Write out exactly the lines of the entries below from the one holding "pub trait UseCase: Clone" to the one holding "action ends the", inclusive, and leave out all other lines.

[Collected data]
* * * * * * *
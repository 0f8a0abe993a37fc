use thiserror::Error;

#[derive(Debug, Error)]
pub enum StudioError {
    /// A required form field was left empty. The message is shown as-is.
    #[error("{0}")]
    MissingInput(String),

    #[error("Could not split story into pages. Please provide more text.")]
    EmptyChunkResult,

    /// The service answered but carried no image payload.
    #[error("No image produced: {0}")]
    NoImageProduced(String),

    /// Transport failure, non-success status, or an unreadable response body.
    #[error("Generation failed: {0}")]
    GenerationFailed(String),

    #[error("{0} environment variable not set")]
    MissingCredential(String),

    #[error("Configuration error: {0}")]
    Config(String),

    #[error("IO error: {0}")]
    Io(#[from] std::io::Error),
}

impl StudioError {
    /// Short message for the error surface of a controller. `subject` names
    /// the thing being made ("poster"), `action` the verb phrase
    /// ("generate poster").
    pub fn user_message(&self, subject: &str, action: &str) -> String {
        match self {
            StudioError::MissingInput(msg) => msg.clone(),
            StudioError::EmptyChunkResult => self.to_string(),
            StudioError::NoImageProduced(_) => format!("No {} was generated.", subject),
            StudioError::GenerationFailed(_) => {
                format!("Failed to {}. Please try again.", action)
            }
            StudioError::MissingCredential(_) | StudioError::Config(_) => self.to_string(),
            StudioError::Io(_) => "An unexpected error occurred.".to_string(),
        }
    }
}

pub type Result<T> = std::result::Result<T, StudioError>;
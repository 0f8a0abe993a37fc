//! Core of a Gemini-backed creative suite: an image editor, a storybook
//! illustrator, and poster and meme background generators, each driven by
//! the same controller over one shared image backend.

pub mod chunker;
pub mod config;
pub mod controller;
pub mod error;
pub mod export;
pub mod gemini;
pub mod logger;
pub mod models;
pub mod prompts;
pub mod studio;

#[cfg(test)]
pub(crate) mod testing;

pub use config::GeminiConfig;
pub use controller::{
    Controller, ImageEdit, Meme, PendingGeneration, Phase, Poster, Storybook, UseCase,
};
pub use error::{Result, StudioError};
pub use export::{DirectorySink, ExportFile, FileSink};
pub use gemini::{GeminiClient, ImageBackend};
pub use models::{
    ColorTheme, EditStyle, GenerationRequest, GenerationResult, InputImage, MemeStyle, Modality,
    OutputFormat, PosterStyle, RequestKind, StoryStyle,
};
pub use studio::{Studio, Tab};
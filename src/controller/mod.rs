pub mod editor;
pub mod meme;
pub mod poster;
pub mod storybook;

use crate::{
    error::Result,
    export::{ExportFile, FileSink},
    gemini::ImageBackend,
};
use async_trait::async_trait;

pub use editor::ImageEdit;
pub use meme::Meme;
pub use poster::Poster;
pub use storybook::Storybook;

/// The per-tab part of a controller: its inputs, how they are checked, and
/// how they become images.
#[async_trait]
pub trait UseCase: Clone + Send + Sync {
    type Output: Clone + Send + Sync;

    /// What gets made, as in "No poster was generated."
    const SUBJECT: &'static str;
    /// What the user asked for, as in "Failed to generate poster."
    const ACTION: &'static str;

    fn validate(&self) -> Result<()>;

    async fn generate(&self, backend: &dyn ImageBackend) -> Result<Self::Output>;

    fn export_files(output: &Self::Output) -> Vec<ExportFile>;
}

/// Where a controller is in its generate action. After an action ends the
/// controller reports the terminal phase it reached (`InvalidInput`,
/// `Succeeded` or `Failed`) until the next action starts, which stands in for
/// the return to idle. `Validating` is transient and never observed outside
/// `begin`.
#[derive(Debug, Clone, Copy, PartialEq, Eq)]
pub enum Phase {
    Idle,
    Validating,
    InvalidInput,
    Generating,
    Succeeded,
    Failed,
}

impl Phase {
    pub fn is_busy(&self) -> bool {
        matches!(self, Phase::Validating | Phase::Generating)
    }
}

/// Loading, result and error bookkeeping shared by every tab.
pub struct Controller<U: UseCase> {
    inputs: U,
    phase: Phase,
    is_loading: bool,
    result: Option<U::Output>,
    error: Option<String>,
}

impl<U: UseCase> Controller<U> {
    pub fn new(inputs: U) -> Self {
        Self {
            inputs,
            phase: Phase::Idle,
            is_loading: false,
            result: None,
            error: None,
        }
    }

    pub fn inputs(&self) -> &U {
        &self.inputs
    }

    pub fn inputs_mut(&mut self) -> &mut U {
        &mut self.inputs
    }

    pub fn phase(&self) -> Phase {
        self.phase
    }

    pub fn is_loading(&self) -> bool {
        self.is_loading
    }

    pub fn result(&self) -> Option<&U::Output> {
        self.result.as_ref()
    }

    pub fn error(&self) -> Option<&str> {
        self.error.as_deref()
    }

    pub fn clear_output(&mut self) {
        self.result = None;
        self.error = None;
    }

    /// Runs one generate action to completion and returns the phase it ended
    /// in. Invalid input never reaches the backend.
    pub async fn generate(&mut self, backend: &dyn ImageBackend) -> Phase {
        match self.begin() {
            Some(pending) => {
                let outcome = pending.run(backend).await;
                self.complete(outcome)
            }
            None => self.phase,
        }
    }

    /// First half of a generate action. Validates the inputs, then clears the
    /// previous output and enters `Generating` with the loading flag set.
    /// Returns the work to await, or `None` when the inputs were rejected.
    ///
    /// The returned value owns a snapshot of the inputs, so the controller
    /// stays readable while the backend call is in flight. Hand the outcome
    /// back through [`Controller::complete`].
    pub fn begin(&mut self) -> Option<PendingGeneration<U>> {
        self.phase = Phase::Validating;
        if let Err(err) = self.inputs.validate() {
            log::warn!("{}: invalid input: {}", U::ACTION, err);
            self.error = Some(err.user_message(U::SUBJECT, U::ACTION));
            self.phase = Phase::InvalidInput;
            return None;
        }

        self.clear_output();
        self.is_loading = true;
        self.phase = Phase::Generating;
        Some(PendingGeneration {
            inputs: self.inputs.clone(),
        })
    }

    /// Second half of a generate action: records the outcome of the work
    /// returned by `begin`. Ignored when no action is in progress.
    pub fn complete(&mut self, outcome: Result<U::Output>) -> Phase {
        if !self.is_loading {
            log::warn!("{}: completion without a pending action ignored", U::ACTION);
            return self.phase;
        }

        self.is_loading = false;
        match outcome {
            Ok(output) => {
                log::info!("{} succeeded", U::ACTION);
                self.result = Some(output);
                self.phase = Phase::Succeeded;
            }
            Err(err) => {
                log::error!("{} failed: {}", U::ACTION, err);
                self.result = None;
                self.error = Some(err.user_message(U::SUBJECT, U::ACTION));
                self.phase = Phase::Failed;
            }
        }
        self.phase
    }

    /// Files the current result would be saved as; empty without a result.
    pub fn export_files(&self) -> Vec<ExportFile> {
        self.result
            .as_ref()
            .map(U::export_files)
            .unwrap_or_default()
    }

    /// Hands every file of the current result to `sink`. Returns how many
    /// were handed over.
    pub fn export(&self, sink: &dyn FileSink) -> usize {
        let files = self.export_files();
        for file in &files {
            sink.save(file);
        }
        files.len()
    }
}

/// Backend work for one generate action, detached from its controller.
pub struct PendingGeneration<U: UseCase> {
    inputs: U,
}

impl<U: UseCase> PendingGeneration<U> {
    pub fn inputs(&self) -> &U {
        &self.inputs
    }

    pub async fn run(&self, backend: &dyn ImageBackend) -> Result<U::Output> {
        self.inputs.generate(backend).await
    }
}

impl<U: UseCase + Default> Default for Controller<U> {
    fn default() -> Self {
        Self::new(U::default())
    }
}

pub(crate) fn require(value: &str, message: &str) -> Result<()> {
    if value.trim().is_empty() {
        return Err(crate::error::StudioError::MissingInput(message.to_string()));
    }
    Ok(())
}
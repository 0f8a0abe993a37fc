use super::read_json;
use crate::{
    config::GeminiConfig,
    error::{Result, StudioError},
    models::{
        gemini::{
            first_image, GenerateContentRequest, GenerateContentResponse, GenerationConfig,
            InlineData, RequestContent, RequestPart,
        },
        GenerationResult, InputImage, Modality,
    },
};
use reqwest::Client;
use std::sync::Arc;

/// Multimodal edits through `generateContent`.
#[derive(Clone)]
pub struct EditClient {
    client: Client,
    config: Arc<GeminiConfig>,
}

impl EditClient {
    pub fn new(client: Client, config: Arc<GeminiConfig>) -> Self {
        Self { client, config }
    }

    pub fn build_request(image: &InputImage, prompt: &str) -> GenerateContentRequest {
        GenerateContentRequest {
            contents: vec![RequestContent {
                parts: vec![
                    RequestPart::InlineData {
                        inline_data: InlineData {
                            mime_type: image.mime_type.clone(),
                            data: image.to_base64(),
                        },
                    },
                    RequestPart::Text {
                        text: prompt.to_string(),
                    },
                ],
            }],
            generation_config: GenerationConfig {
                response_modalities: vec![Modality::Image, Modality::Text],
            },
        }
    }

    pub fn extract_image(response: GenerateContentResponse) -> Result<GenerationResult> {
        first_image(response.into_parts()).ok_or_else(|| {
            StudioError::NoImageProduced("no inline image part in response".into())
        })
    }

    pub async fn edit(&self, image: &InputImage, prompt: &str) -> Result<GenerationResult> {
        let model = &self.config.edit_model;
        let endpoint = self.config.endpoint(model, "generateContent");
        let payload = Self::build_request(image, prompt);

        log::info!("Editing image with model: {}", model);
        log::debug!(
            "Edit request: {} input bytes ({}), prompt length {}",
            image.bytes.len(),
            image.mime_type,
            prompt.len()
        );

        let response = self
            .client
            .post(&endpoint)
            .header("x-goog-api-key", &self.config.api_key)
            .json(&payload)
            .send()
            .await
            .map_err(|e| {
                log::error!("Gemini edit request failed ({}): {}", endpoint, e);
                StudioError::GenerationFailed(e.to_string())
            })?;

        let body: GenerateContentResponse = read_json("Gemini", response).await?;
        Self::extract_image(body)
    }
}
* * * * * * *
### Task answer
pub trait UseCase: Clone + Send + Sync {
    type Output: Clone + Send + Sync;

    /// What gets made, as in "No poster was generated."
    const SUBJECT: &'static str;
    /// What the user asked for, as in "Failed to generate poster."
    const ACTION: &'static str;

    fn validate(&self) -> Result<()>;

    async fn generate(&self, backend: &dyn ImageBackend) -> Result<Self::Output>;

    fn export_files(output: &Self::Output) -> Vec<ExportFile>;
}

/// Where a controller is in its generate action. After an action ends the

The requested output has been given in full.